* _YOUR TASK_: The task calls for every line of the data to be retyped exactly.

Dataset excerpts:
======
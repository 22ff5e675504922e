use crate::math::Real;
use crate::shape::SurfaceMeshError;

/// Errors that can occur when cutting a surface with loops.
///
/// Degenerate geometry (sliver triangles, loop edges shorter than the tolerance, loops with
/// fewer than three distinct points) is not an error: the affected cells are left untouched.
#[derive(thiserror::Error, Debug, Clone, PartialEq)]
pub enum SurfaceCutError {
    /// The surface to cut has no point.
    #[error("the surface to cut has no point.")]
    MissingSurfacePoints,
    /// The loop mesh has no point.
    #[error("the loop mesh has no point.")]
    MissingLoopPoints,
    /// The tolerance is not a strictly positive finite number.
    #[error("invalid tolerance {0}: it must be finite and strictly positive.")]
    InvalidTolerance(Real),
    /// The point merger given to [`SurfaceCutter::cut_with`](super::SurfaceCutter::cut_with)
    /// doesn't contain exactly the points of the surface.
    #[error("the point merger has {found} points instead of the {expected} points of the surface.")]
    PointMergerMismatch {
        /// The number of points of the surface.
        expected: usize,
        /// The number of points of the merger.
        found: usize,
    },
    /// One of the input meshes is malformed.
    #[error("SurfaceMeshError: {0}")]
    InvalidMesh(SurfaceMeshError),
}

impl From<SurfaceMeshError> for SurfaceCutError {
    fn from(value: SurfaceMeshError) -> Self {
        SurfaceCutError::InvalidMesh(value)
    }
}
======
* _TASK RESULT_:
repository 22ff5e675504922e
use crate::math::Real;
use crate::shape::SurfaceMeshError;

/// Errors that can occur when cutting a surface with loops.
///
/// Degenerate geometry (sliver triangles, loop edges shorter than the tolerance, loops with
/// fewer than three distinct points) is not an error: the affected cells are left untouched.
#[derive(thiserror::Error, Debug, Clone, PartialEq)]
pub enum SurfaceCutError {
    /// The surface to cut has no point.
    #[error("the surface to cut has no point.")]
    MissingSurfacePoints,
    /// The loop mesh has no point.
    #[error("the loop mesh has no point.")]
    MissingLoopPoints,
    /// The tolerance is not a strictly positive finite number.
    #[error("invalid tolerance {0}: it must be finite and strictly positive.")]
    InvalidTolerance(Real),
    /// The point merger given to [`SurfaceCutter::cut_with`](super::SurfaceCutter::cut_with)
    /// doesn't contain exactly the points of the surface.
    #[error("the point merger has {found} points instead of the {expected} points of the surface.")]
    PointMergerMismatch {
        /// The number of points of the surface.
        expected: usize,
        /// The number of points of the merger.
        found: usize,
    },
    /// One of the input meshes is malformed.
    #[error("SurfaceMeshError: {0}")]
    InvalidMesh(SurfaceMeshError),
}

impl From<SurfaceMeshError> for SurfaceCutError {
    fn from(value: SurfaceMeshError) -> Self {
        SurfaceCutError::InvalidMesh(value)
    }
}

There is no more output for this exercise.